# how much care is it to raise one 4-month jersey heifer calf?



## jerseygirlinpa (May 20, 2009)

I have a 100 x 50 foot pasture full of grass, with a tiny shed and a water tub. The jersey calf would be by itself, but it shares a fence with a huge pasture with a herd of 20 holstein heifers that roam past 2 or 3 times a day, so it would see them walking by.

My question is would the calf get too lonely by itself?   Would it be fairly self-sufficient as long as it had grass? I would maintain its fresh water of course. 

I'd like to raise one, with low maintenance, until its 2 years old and then either sell it or get it bred. I realize that getting it bred would be a whole other level of commitment, but for now i'm trying to judge what any extra expenses and time might be.

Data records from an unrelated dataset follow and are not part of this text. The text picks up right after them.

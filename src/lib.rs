//! wflog-validate: post-hoc consistency checks for deterministic workflow logs.
//!
//! A workflow engine exports a trace of its execution: every state entry and
//! exit, every transition, user action, timeout and error, each stamped with
//! a sequence number and two timestamps. This crate checks that such a trace
//! could have come from a well-behaved run:
//!
//! - sequence numbers strictly increase;
//! - millisecond and microsecond timestamps never go backwards;
//! - event types and states belong to the workflow's vocabulary;
//! - state entries and exits nest like balanced brackets.
//!
//! It never executes or simulates the workflow.
//!
//! The pieces:
//!
//! 1. [`normalize`] reads the JSON container form or the CSV tabular form
//!    into canonical [`LogEntry`] values.
//! 2. [`validate`] walks the entries once and returns a [`ValidationReport`]
//!    with errors, warnings and per-type counters.
//! 3. [`render_text`] / [`render_json`] format the report.
//! 4. [`TraceRecorder`] produces traces in the same format, for fixtures and
//!    for Rust code that emits workflow logs.
//!
//! # Quick Start
//!
//! ```no_run
//! use wflog_validate::{render_text, validate_file, ReaderConfig};
//! use std::path::Path;
//!
//! let config = ReaderConfig::builder().root_key("workflow_logs").build()?;
//! let report = validate_file(Path::new("export.json"), &config)?;
//! println!("{}", render_text(&report));
//! assert!(report.is_success());
//! # Ok::<(), wflog_validate::Error>(())
//! ```

mod builder;
pub mod entry;
pub mod error;
pub mod normalize;
pub mod recorder;
pub mod validation;

// Re-export core types for convenience
pub use entry::{EventType, LogEntry, UnknownName, WorkflowState, MISSING_NUMBER};
pub use error::{BuilderError, Error, LoadError, WflogResult};
pub use normalize::{
    entries_from_csv_str, entries_from_json_str, load_entries, load_entries_as, LogFormat,
    ReaderConfig, ReaderConfigBuilder,
};
pub use recorder::{RecorderConfig, RecorderConfigBuilder, TraceRecorder};
pub use validation::{
    exit_code, render_json, render_text, validate, validate_file, Anomaly, Stats,
    ValidationReport, Verdict, Violation,
};

#[cfg(feature = "parallel")]
pub use validation::validate_files;
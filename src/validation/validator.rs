//! Single-pass consistency checker for workflow traces.
//!
//! Walks the entries once, front to back, keeping its running state in a
//! [`RunningState`] owned by the call. Every finding is collected; nothing
//! aborts the pass.

use super::report::{Anomaly, Stats, ValidationReport, Violation};
use crate::entry::{is_known_state, EventType, LogEntry, MISSING_NUMBER};
use tracing::{debug, info};

/// Validate an ordered trace and report every inconsistency found.
///
/// Checks, per entry:
/// 1. `sequence` strictly increases (error)
/// 2. `timestamp_ms` and `timestamp_us` each never decrease (warning)
/// 3. `event_type`, `state` and non-empty `prev_state` are in the vocabulary (error)
/// 4. STATE_EXIT closes the most recent open STATE_ENTRY of the same state (warning)
///
/// After the last entry, open STATE_ENTRY events and an entry/exit count
/// imbalance are reported as warnings. An empty trace yields a single
/// [`Violation::NoEntries`].
pub fn validate(entries: &[LogEntry]) -> ValidationReport {
    let mut report = ValidationReport::default();

    if entries.is_empty() {
        report.errors.push(Violation::NoEntries);
        info!("Trace has no entries");
        return report;
    }

    info!(entries = entries.len(), "Validating trace");

    let mut state = RunningState::new(&mut report);
    state.stats.total_entries = entries.len();
    for (index, entry) in entries.iter().enumerate() {
        state.check(index, entry);
    }
    state.finish();

    info!(
        errors = report.errors.len(),
        warnings = report.warnings.len(),
        verdict = %report.verdict(),
        "Trace validated"
    );
    report
}

/// Running state of one validation pass.
struct RunningState<'r> {
    prev_sequence: i64,
    prev_timestamp_ms: i64,
    prev_timestamp_us: i64,
    /// Open STATE_ENTRY events as (state, index), innermost last.
    open: Vec<(&'r str, usize)>,
    errors: &'r mut Vec<Violation>,
    warnings: &'r mut Vec<Anomaly>,
    stats: &'r mut Stats,
}

impl<'r> RunningState<'r> {
    fn new(report: &'r mut ValidationReport) -> Self {
        Self {
            prev_sequence: MISSING_NUMBER,
            prev_timestamp_ms: MISSING_NUMBER,
            prev_timestamp_us: MISSING_NUMBER,
            open: Vec::new(),
            errors: &mut report.errors,
            warnings: &mut report.warnings,
            stats: &mut report.stats,
        }
    }

    fn check(&mut self, index: usize, entry: &'r LogEntry) {
        self.check_sequence(index, entry.sequence);
        self.check_timestamps(index, entry.timestamp_ms, entry.timestamp_us);

        let kind = entry.event_kind();
        match kind {
            Some(kind) => self.stats.count(kind),
            None => self.error(Violation::InvalidEventType {
                index,
                value: entry.event_type.clone(),
            }),
        }

        if !is_known_state(&entry.state) {
            self.error(Violation::InvalidState {
                index,
                value: entry.state.clone(),
            });
        }
        if !entry.prev_state.is_empty() && !is_known_state(&entry.prev_state) {
            self.error(Violation::InvalidPrevState {
                index,
                value: entry.prev_state.clone(),
            });
        }

        match kind {
            Some(EventType::StateEntry) => self.open.push((entry.state.as_str(), index)),
            Some(EventType::StateExit) => self.close(index, &entry.state),
            _ => {}
        }
    }

    fn check_sequence(&mut self, index: usize, sequence: i64) {
        if sequence <= self.prev_sequence {
            self.error(Violation::SequenceNotIncreasing {
                index,
                found: sequence,
                previous: self.prev_sequence,
            });
        }
        self.prev_sequence = sequence;
    }

    fn check_timestamps(&mut self, index: usize, ms: i64, us: i64) {
        if ms < self.prev_timestamp_ms {
            self.warn(Anomaly::TimestampMsRegression {
                index,
                found: ms,
                previous: self.prev_timestamp_ms,
            });
        }
        if us < self.prev_timestamp_us {
            self.warn(Anomaly::TimestampUsRegression {
                index,
                found: us,
                previous: self.prev_timestamp_us,
            });
        }
        self.prev_timestamp_ms = ms;
        self.prev_timestamp_us = us;
    }

    /// Pair a STATE_EXIT with the most recent open entry.
    ///
    /// An exit with nothing open is accepted silently; it only shows up in
    /// the entry/exit count check at the end.
    fn close(&mut self, index: usize, state: &str) {
        let Some((open_state, open_index)) = self.open.pop() else {
            return;
        };
        if open_state != state {
            self.warn(Anomaly::MismatchedExit {
                index,
                state: state.to_string(),
                open_state: open_state.to_string(),
                open_index,
            });
        }
    }

    fn finish(mut self) {
        for (state, index) in std::mem::take(&mut self.open) {
            self.warn(Anomaly::UnmatchedEntry {
                index,
                state: state.to_string(),
            });
        }

        if self.stats.state_entries != self.stats.state_exits {
            self.warn(Anomaly::UnbalancedPairs {
                entries: self.stats.state_entries,
                exits: self.stats.state_exits,
            });
        }
    }

    fn error(&mut self, violation: Violation) {
        debug!(%violation, "Validation error");
        self.errors.push(violation);
    }

    fn warn(&mut self, anomaly: Anomaly) {
        debug!(%anomaly, "Validation warning");
        self.warnings.push(anomaly);
    }
}
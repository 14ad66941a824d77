//! Typed errors for wflog-validate.
//!
//! Only structural problems that stop a trace from being read at all are
//! errors here. Per-entry findings are collected into a
//! [`ValidationReport`](crate::ValidationReport) instead.

use std::path::PathBuf;
use thiserror::Error;

/// Top-level error type for wflog-validate operations.
#[derive(Debug, Error)]
#[non_exhaustive]
pub enum Error {
    /// The log could not be turned into an entry sequence.
    #[error("Load error: {0}")]
    Load(#[from] LoadError),

    /// A configuration builder rejected one of its fields.
    #[error("Builder error: {0}")]
    Builder(#[from] BuilderError),

    /// IO error.
    #[error("IO error: {0}")]
    Io(#[from] std::io::Error),

    /// JSON serialization/deserialization error.
    #[error("Invalid JSON: {0}")]
    Json(#[from] serde_json::Error),
}

/// Hard failure while reading a log, reported before validation runs.
#[derive(Debug, Error)]
#[non_exhaustive]
pub enum LoadError {
    /// Log file could not be read.
    #[error("Error reading file {path}: {reason}")]
    Unreadable { path: PathBuf, reason: String },

    /// File extension does not select a known encoding.
    #[error("Unknown file format: {0}. Use .json or .csv")]
    UnsupportedFormat(PathBuf),

    /// Top-level JSON value is not an object.
    #[error("Expected a JSON object at the top level, got: {found}")]
    NotAnObject { found: String },

    /// Container key is absent from the top-level object.
    #[error("Missing '{0}' key in JSON")]
    MissingKey(String),

    /// Container key does not hold an array.
    #[error("Expected '{key}' to be an array, got: {found}")]
    NotAnArray { key: String, found: String },

    /// An element of the entry array is not an object.
    #[error("Log entry {index} is not a JSON object: {found}")]
    NonObjectEntry { index: usize, found: String },

    /// CSV document has no header row.
    #[error("CSV header row is missing")]
    MissingHeader,

    /// CSV header lacks a required column.
    #[error("CSV header is missing column '{0}'")]
    MissingColumn(&'static str),

    /// CSV quoted field was never closed.
    #[error("Unterminated quoted field starting on line {line}")]
    UnterminatedQuote { line: usize },

    /// Numeric field could not be read as an integer.
    #[error("Entry {row}: field '{field}' is not an integer: {value:?}")]
    InvalidNumber {
        row: usize,
        field: &'static str,
        value: String,
    },
}

/// Error building a configuration value.
#[derive(Debug, Error)]
#[non_exhaustive]
pub enum BuilderError {
    /// A builder field was set to a value the consumer cannot use.
    #[error("{builder}: invalid value for '{field}': {reason}")]
    InvalidField {
        builder: &'static str,
        field: &'static str,
        reason: String,
    },
}

/// Result type alias using wflog-validate's Error.
pub type WflogResult<T> = std::result::Result<T, Error>;
//! Pieces of a host: hat edge detection plus console stand-ins for the
//! collaborators a real runtime would provide (speech engines, the model
//! selection dialog, typed input).

pub mod console;
pub mod edge;
pub mod input;
pub mod selector;

// ---------------------------------------------------------------------------
// Public re-exports
// ---------------------------------------------------------------------------

pub use console::{ConsoleRecognizer, ConsoleSynthesizer, CONSOLE_VOICES};
pub use edge::{hat_key, EdgeDetector};
pub use input::{parse_command, spawn_stdin_reader, HostCommand, USAGE};
pub use selector::{parse_choice, ConsoleSelector};
// ---------------------------------------------------------------------------
// Tests
// ---------------------------------------------------------------------------

#[cfg(test)]
mod tests {
    use super::*;
    use std::sync::atomic::{AtomicBool, Ordering};

    // -----------------------------------------------------------------------
    // Test doubles
    // -----------------------------------------------------------------------

    #[derive(Default)]
    struct Log(Mutex<Vec<String>>);

    impl Log {
        fn push(&self, entry: impl Into<String>) {
            lock(&self.0).push(entry.into());
        }

        fn entries(&self) -> Vec<String> {
            lock(&self.0).clone()
        }

        fn count(&self, entry: &str) -> usize {
            lock(&self.0).iter().filter(|e| *e == entry).count()
        }
    }

    struct MockRecognizer {
        log: Arc<Log>,
        fail_start: Arc<AtomicBool>,
    }

    impl Recognizer for MockRecognizer {
        fn start(&self) -> Result<(), SpeechError> {
            if self.fail_start.load(Ordering::SeqCst) {
                return Err(SpeechError::Recognizer("already started".into()));
            }
            self.log.push("start");
            Ok(())
        }

        fn stop(&self) -> Result<(), SpeechError> {
            self.log.push("stop");
            Ok(())
        }
    }

    struct MockSynthesizer {
        log: Arc<Log>,
        reject: bool,
    }

    impl Synthesizer for MockSynthesizer {
        fn voices(&self) -> Vec<Voice> {
            vec![Voice::new("Alex", "en-US"), Voice::new("Karen", "en-AU")]
        }

        fn speak(&self, id: UtteranceId, text: &str, voice: Option<&Voice>) -> Result<(), SpeechError> {
            if self.reject {
                return Err(SpeechError::Synthesis("no audio device".into()));
            }
            let voice = voice.map(|v| v.name.as_str()).unwrap_or("default");
            self.log.push(format!("speak {id} {text} ({voice})"));
            Ok(())
        }

        fn cancel(&self) {
            self.log.push("cancel");
        }
    }

    struct Fixture {
        arbiter: RecognitionSynthesisArbiter,
        log: Arc<Log>,
        fail_start: Arc<AtomicBool>,
    }

    fn fixture() -> Fixture {
        fixture_with(false)
    }

    fn fixture_with(reject_speech: bool) -> Fixture {
        let log = Arc::new(Log::default());
        let fail_start = Arc::new(AtomicBool::new(false));
        let arbiter = RecognitionSynthesisArbiter::new(
            Box::new(MockRecognizer {
                log: Arc::clone(&log),
                fail_start: Arc::clone(&fail_start),
            }),
            Box::new(MockSynthesizer {
                log: Arc::clone(&log),
                reject: reject_speech,
            }),
            VoicePolicy::default(),
            "default",
        );
        arbiter.start().unwrap();
        Fixture {
            arbiter,
            log,
            fail_start,
        }
    }

    fn heard(text: &str) -> SpeechEvent {
        SpeechEvent::Transcript {
            alternatives: vec![text.to_string()],
            is_final: true,
        }
    }

    // -----------------------------------------------------------------------
    // Listening
    // -----------------------------------------------------------------------

    #[test]
    fn start_is_idempotent() {
        let f = fixture();
        f.arbiter.start().unwrap();
        assert_eq!(f.log.count("start"), 1);
    }

    #[test]
    fn not_started_never_matches() {
        let log = Arc::new(Log::default());
        let arbiter = RecognitionSynthesisArbiter::new(
            Box::new(MockRecognizer {
                log: Arc::clone(&log),
                fail_start: Arc::new(AtomicBool::new(false)),
            }),
            Box::new(MockSynthesizer { log, reject: false }),
            VoicePolicy::default(),
            "default",
        );
        arbiter.handle_event(heard("hi scratch"));
        assert!(!arbiter.when_i_hear("hi scratch"));
    }

    #[test]
    fn transcripts_are_lowercased_and_reported() {
        let f = fixture();
        f.arbiter.handle_event(SpeechEvent::Transcript {
            alternatives: vec!["Hi Scratch".into(), "High Scratch".into()],
            is_final: false,
        });
        assert_eq!(f.arbiter.latest_speech(), "hi scratch");
        assert!(!f.arbiter.when_i_hear("Hi, Scratch!"));
        assert!(f.arbiter.when_i_hear("HI SCRATCH"));
    }

    #[test]
    fn match_consumes_transcripts_but_keeps_latest_speech() {
        let f = fixture();
        f.arbiter.handle_event(heard("pick up the crowbar"));
        assert!(f.arbiter.when_i_hear("crowbar"));
        assert!(!f.arbiter.when_i_hear("crowbar"));
        assert_eq!(f.arbiter.latest_speech(), "pick up the crowbar");
    }

    #[test]
    fn session_end_restarts_while_active() {
        let f = fixture();
        f.arbiter.handle_event(SpeechEvent::SessionEnded);
        f.arbiter.handle_event(SpeechEvent::SessionEnded);
        assert_eq!(f.log.count("start"), 3);
    }

    #[test]
    fn session_end_restart_failure_is_recorded() {
        let f = fixture();
        f.fail_start.store(true, Ordering::SeqCst);
        f.arbiter.handle_event(SpeechEvent::SessionEnded);
        assert_eq!(f.arbiter.last_restart_error().as_deref(), Some("recognizer error: already started"));
    }

    // -----------------------------------------------------------------------
    // Synthesis
    // -----------------------------------------------------------------------

    #[tokio::test]
    async fn speak_suppresses_until_utterance_ends() {
        let f = fixture();
        let handle = f.arbiter.speak("Hello");

        assert_eq!(f.arbiter.listening_state(), ListeningState::SuppressedForSynthesis);
        assert_eq!(f.log.entries(), vec!["start", "stop", "speak 1 hello (default)"]);

        // The stop above ends the session; no restart while suppressed.
        f.arbiter.handle_event(SpeechEvent::SessionEnded);
        assert_eq!(f.log.count("start"), 1);

        f.arbiter.handle_event(SpeechEvent::UtteranceEnded(handle.id()));
        assert_eq!(f.arbiter.listening_state(), ListeningState::Active);
        assert_eq!(f.log.count("start"), 2);
        assert_eq!(handle.finished().await, UtteranceOutcome::Completed);
    }

    /// A transcript of the program's own voice arrives before the utterance
    /// ends: it is dropped, not matched later.
    #[tokio::test]
    async fn transcript_during_synthesis_is_discarded() {
        let f = fixture();
        let handle = f.arbiter.speak("hello");

        f.arbiter.handle_event(heard("hello world"));
        assert!(!f.arbiter.when_i_hear("hello"));

        f.arbiter.handle_event(SpeechEvent::UtteranceEnded(handle.id()));
        assert!(!f.arbiter.when_i_hear("hello"));
        assert_eq!(f.arbiter.latest_speech(), "");
        assert_eq!(handle.finished().await, UtteranceOutcome::Completed);
    }

    #[tokio::test]
    async fn restart_failure_does_not_fail_the_utterance() {
        let f = fixture();
        let handle = f.arbiter.speak("hello");
        f.fail_start.store(true, Ordering::SeqCst);

        f.arbiter.handle_event(SpeechEvent::UtteranceEnded(handle.id()));

        assert_eq!(handle.finished().await, UtteranceOutcome::Completed);
        assert_eq!(f.arbiter.listening_state(), ListeningState::Active);
        assert!(f.arbiter.last_restart_error().is_some());
    }

    #[tokio::test]
    async fn utterance_failure_resumes_listening() {
        let f = fixture();
        let handle = f.arbiter.speak("hello");
        f.arbiter
            .handle_event(SpeechEvent::UtteranceFailed(handle.id(), "interrupted".into()));

        assert_eq!(f.arbiter.listening_state(), ListeningState::Active);
        assert_eq!(handle.finished().await, UtteranceOutcome::Failed("interrupted".into()));
    }

    #[tokio::test]
    async fn second_speak_preempts_and_keeps_pairing() {
        let f = fixture();
        let first = f.arbiter.speak("one");
        let second = f.arbiter.speak("two");

        assert_eq!(first.finished().await, UtteranceOutcome::Preempted);
        assert_eq!(f.log.count("cancel"), 1);
        assert_eq!(f.log.count("stop"), 1);
        assert_eq!(f.arbiter.listening_state(), ListeningState::SuppressedForSynthesis);

        // The cancelled utterance's end event must not resume listening.
        f.arbiter.handle_event(SpeechEvent::UtteranceEnded(1));
        assert_eq!(f.arbiter.listening_state(), ListeningState::SuppressedForSynthesis);

        f.arbiter.handle_event(SpeechEvent::UtteranceEnded(second.id()));
        assert_eq!(f.arbiter.listening_state(), ListeningState::Active);
        assert_eq!(f.log.count("start"), 2);
        assert_eq!(second.finished().await, UtteranceOutcome::Completed);
    }

    #[tokio::test]
    async fn rejected_utterance_resolves_immediately() {
        let f = fixture_with(true);
        let handle = f.arbiter.speak("hello");

        assert_eq!(f.arbiter.listening_state(), ListeningState::Active);
        assert!(matches!(handle.finished().await, UtteranceOutcome::Failed(_)));
        assert_eq!(f.log.count("start"), 2);
    }

    #[test]
    fn selected_voice_is_passed_to_the_synthesizer() {
        let f = fixture();
        assert_eq!(f.arbiter.set_voice("Karen"), "Karen");
        let _ = f.arbiter.speak("g'day");
        assert!(f.log.entries().contains(&"speak 1 g'day (Karen)".to_string()));
    }

    #[test]
    fn random_voice_is_one_of_the_available_voices() {
        let f = fixture();
        let chosen = f.arbiter.set_voice(RANDOM_VOICE);
        assert!(f.arbiter.available_voices().iter().any(|v| v.name == chosen));
        assert_eq!(f.arbiter.voice(), chosen);
    }

    #[tokio::test]
    async fn run_applies_events_until_channel_closes() {
        let f = fixture();
        let arbiter = Arc::new(f.arbiter);
        let (tx, rx) = mpsc::channel(4);

        tx.send(heard("Use the Hammer")).await.unwrap();
        drop(tx);
        Arc::clone(&arbiter).run(rx).await;

        assert_eq!(arbiter.latest_speech(), "use the hammer");
    }
}
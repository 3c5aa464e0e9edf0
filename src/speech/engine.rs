//! Speech engine boundary.
//!
//! Both engines are fire-and-forget: calls return as soon as the request is
//! accepted, and everything that happens afterwards (transcripts, session
//! ends, utterance ends) comes back as a [`SpeechEvent`] on the channel the
//! engine was constructed with.

use thiserror::Error;

use super::voices::Voice;

// ---------------------------------------------------------------------------
// SpeechError
// ---------------------------------------------------------------------------

/// Errors reported synchronously by a speech engine.
#[derive(Debug, Clone, PartialEq, Eq, Error)]
pub enum SpeechError {
    /// The recognizer refused to start or stop (already running, no
    /// microphone permission, ...).
    #[error("recognizer error: {0}")]
    Recognizer(String),

    /// The synthesizer rejected the utterance.
    #[error("synthesis error: {0}")]
    Synthesis(String),
}

/// Identifies one synthesis request; echoed back in utterance events.
pub type UtteranceId = u64;

// ---------------------------------------------------------------------------
// SpeechEvent
// ---------------------------------------------------------------------------

/// Asynchronous callbacks from the engines.
#[derive(Debug, Clone, PartialEq, Eq)]
pub enum SpeechEvent {
    /// A recognition result.  `alternatives` are ordered best first.
    Transcript {
        alternatives: Vec<String>,
        is_final: bool,
    },
    /// The recognizer ended its session (periodic, or after `stop`).
    SessionEnded,
    /// The utterance finished playing or was cancelled.
    UtteranceEnded(UtteranceId),
    /// The utterance errored out.
    UtteranceFailed(UtteranceId, String),
}

// ---------------------------------------------------------------------------
// Engine traits
// ---------------------------------------------------------------------------

/// Continuous speech recognizer.
pub trait Recognizer: Send + Sync {
    /// Begin a listening session.
    fn start(&self) -> Result<(), SpeechError>;

    /// End the current session.  A [`SpeechEvent::SessionEnded`] follows.
    fn stop(&self) -> Result<(), SpeechError>;
}

/// Speech synthesizer.
pub trait Synthesizer: Send + Sync {
    /// Voices the platform offers.
    fn voices(&self) -> Vec<Voice>;

    /// Start speaking `text`.  `voice` of `None` means the platform default.
    fn speak(&self, id: UtteranceId, text: &str, voice: Option<&Voice>) -> Result<(), SpeechError>;

    /// Stop whatever is playing.
    fn cancel(&self);
}

// Compile-time assertion: both engines are usable as trait objects.
const _: fn() = || {
    fn _assert_object_safe(_: Box<dyn Recognizer>, _: Box<dyn Synthesizer>) {}
};
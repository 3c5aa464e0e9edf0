//! Remote intent classifier boundary.
//!
//! This module provides:
//! * [`IntentClassifier`]: async trait classifying one utterance.
//! * [`ModelService`] / [`RemoteModel`]: model listing, creation and the
//!   provisioning steps (load data, train, wait, publish).
//! * [`LuisClient`]: HTTP implementation of all three for a LUIS-compatible
//!   service.
//! * [`Recognition`], [`ModelRef`], [`ModelSummary`], [`ModelCatalog`]:
//!   wire and domain types.
//! * [`ClassifierError`]: error variants for classifier operations.
//!
//! # Quick start
//!
//! ```rust,no_run
//! use sense_blocks::classifier::{IntentClassifier, LuisClient, ModelRef};
//! use sense_blocks::config::AppConfig;
//!
//! #[tokio::main]
//! async fn main() {
//!     let config = AppConfig::default();
//!     let client = LuisClient::from_config(&config.classifier);
//!
//!     let model = ModelRef::new("dd176c9e-a275-42e1-967c-47323280031b");
//!     let recognition = client.recognize(&model, "pick up the crowbar").await.unwrap();
//!     println!("{} {:?}", recognition.intent(), recognition.entity("object"));
//! }
//! ```

pub mod client;
pub mod luis;
pub mod types;

// ---------------------------------------------------------------------------
// Public re-exports
// ---------------------------------------------------------------------------

pub use client::{ClassifierError, IntentClassifier, ModelService, RemoteModel};
pub use luis::LuisClient;
pub use types::{Entity, ModelCatalog, ModelRef, ModelSummary, Recognition, ScoredIntent};
//! Persisted model reference.
//!
//! The chosen classifier model is remembered with the program itself, in the
//! stage-level custom state under [`LANGUAGE_STATE_KEY`].  [`StageState`] is
//! that program-level state; [`StageStore`] wraps it behind the
//! [`ModelRefStore`] hooks the lifecycle is constructed with, and optionally
//! writes it through to a JSON program file.

use std::collections::BTreeMap;
use std::path::{Path, PathBuf};
use std::sync::Mutex;

use anyhow::Result;
use serde::{Deserialize, Serialize};
use thiserror::Error;

use crate::classifier::ModelRef;
use crate::lock;

/// Custom-state key under which the language extension keeps its state.
pub const LANGUAGE_STATE_KEY: &str = "Scratch.language";

// ---------------------------------------------------------------------------
// StoreError
// ---------------------------------------------------------------------------

#[derive(Debug, Error)]
pub enum StoreError {
    #[error("failed to persist program state: {0}")]
    Persist(String),
}

// ---------------------------------------------------------------------------
// LanguageState / StageState
// ---------------------------------------------------------------------------

/// The language extension's slice of stage state.
#[derive(Debug, Clone, Default, PartialEq, Serialize, Deserialize)]
#[serde(rename_all = "camelCase")]
pub struct LanguageState {
    #[serde(default, skip_serializing_if = "Option::is_none")]
    pub model_ref: Option<ModelRef>,
}

/// Program-level (stage) state, serialised with the rest of the program.
///
/// Extensions own one entry each in `custom_state`; entries this crate does
/// not understand are preserved verbatim.
#[derive(Debug, Clone, Default, PartialEq, Serialize, Deserialize)]
#[serde(rename_all = "camelCase")]
pub struct StageState {
    #[serde(default)]
    pub custom_state: BTreeMap<String, serde_json::Value>,
}

impl StageState {
    /// The language state, initialised with the default when absent.
    ///
    /// A missing or unreadable entry is replaced by a default one, so later
    /// reads see the same value.
    pub fn language_state(&mut self) -> LanguageState {
        if let Some(value) = self.custom_state.get(LANGUAGE_STATE_KEY) {
            match serde_json::from_value::<LanguageState>(value.clone()) {
                Ok(state) => return state,
                Err(e) => log::warn!("store: unreadable language state ({e}); resetting"),
            }
        }
        let state = LanguageState::default();
        self.set_language_state(&state);
        state
    }

    pub fn set_language_state(&mut self, state: &LanguageState) {
        let value = serde_json::to_value(state).unwrap_or(serde_json::Value::Null);
        self.custom_state.insert(LANGUAGE_STATE_KEY.to_string(), value);
    }

    /// Load from a JSON program file.  A missing file is an empty program.
    pub fn load_from(path: &Path) -> Result<Self> {
        if !path.exists() {
            return Ok(Self::default());
        }
        let content = std::fs::read_to_string(path)?;
        Ok(serde_json::from_str(&content)?)
    }

    /// Save as JSON, creating parent directories as needed.
    pub fn save_to(&self, path: &Path) -> Result<()> {
        if let Some(parent) = path.parent() {
            std::fs::create_dir_all(parent)?;
        }
        std::fs::write(path, serde_json::to_string_pretty(self)?)?;
        Ok(())
    }
}

// ---------------------------------------------------------------------------
// ModelRefStore
// ---------------------------------------------------------------------------

/// Load/save hooks for the persisted model reference.
pub trait ModelRefStore: Send + Sync {
    /// The persisted reference, if the program has one.
    fn load(&self) -> Option<ModelRef>;

    /// Persist `model` as the program's reference.
    fn save(&self, model: &ModelRef) -> Result<(), StoreError>;
}

// ---------------------------------------------------------------------------
// StageStore
// ---------------------------------------------------------------------------

/// [`ModelRefStore`] over a [`StageState`], optionally written through to a
/// program file on every save.
pub struct StageStore {
    state: Mutex<StageState>,
    path: Option<PathBuf>,
}

impl StageStore {
    /// Keep state in memory only; the host serialises it with the program.
    pub fn in_memory(state: StageState) -> Self {
        Self {
            state: Mutex::new(state),
            path: None,
        }
    }

    /// Load the program file at `path` and write through to it on save.
    pub fn with_file(path: impl Into<PathBuf>) -> Result<Self> {
        let path = path.into();
        let state = StageState::load_from(&path)?;
        Ok(Self {
            state: Mutex::new(state),
            path: Some(path),
        })
    }

    /// Copy of the current stage state.
    pub fn snapshot(&self) -> StageState {
        lock(&self.state).clone()
    }

    /// Swap in the state of a newly loaded program.
    pub fn replace(&self, state: StageState) {
        *lock(&self.state) = state;
    }

    /// Write the current state to the backing file, if there is one.
    pub fn flush(&self) -> Result<()> {
        match &self.path {
            Some(path) => self.snapshot().save_to(path),
            None => Ok(()),
        }
    }
}

impl ModelRefStore for StageStore {
    fn load(&self) -> Option<ModelRef> {
        lock(&self.state).language_state().model_ref
    }

    fn save(&self, model: &ModelRef) -> Result<(), StoreError> {
        {
            let mut state = lock(&self.state);
            let mut language = state.language_state();
            language.model_ref = Some(model.clone());
            state.set_language_state(&language);
        }
        self.flush()
            .map_err(|e| StoreError::Persist(format!("{e:#}")))
    }
}

// ---------------------------------------------------------------------------
// Tests
// ---------------------------------------------------------------------------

Does anyone have experience with this?


----------



## Farmer Kitty (May 21, 2009)

Cattle are herd animals but, with the ones next door she maybe okay. I know our calves are hook/penned until weaned at about 2 months and do okay. I have seen some calves that are raised all by themselves and they do okay (not always the best but, the do okay). So I think that way she will have the company of the others and be okay.

As long as the grass can keep ahead of her it will be water for work. I'm taking it that you are going grass fed so no grain. Otherwise, you'll have graining too. Just watch her and make sure she isn't getting thin or just not growing. Then she may need grain. I'm not sure how long the grass will keep ahead of her. Usually with good growth and good grass covering it's 1 to 1 1/2 acre per cow. Being a calf she will need less for now but, later I'm sure you will have to supplement hay.


----------



## wynedot55 (May 21, 2009)

im gonna stick my neck out here.grass fed is real good.but the calf needs some grain daily.or it wont grow like she should.she should have all the grass she can eat in a pen that size.


----------



## Farmer Kitty (May 21, 2009)

wynedot55 said:
			
		

> im gonna stick my neck out here.grass fed is real good.but the calf needs some grain daily.or it wont grow like she should.she should have all the grass she can eat in a pen that size.


For now but, as she gets bigger?


----------



## wynedot55 (May 21, 2009)

then she will need some more pasture once she gets bigger.if they have  pasure.an if not hay year round.


----------



## Farmer Kitty (May 21, 2009)

wynedot55 said:
			
		

> then she will need some more pasture once she gets bigger.if they have  pasure.an if not hay year round.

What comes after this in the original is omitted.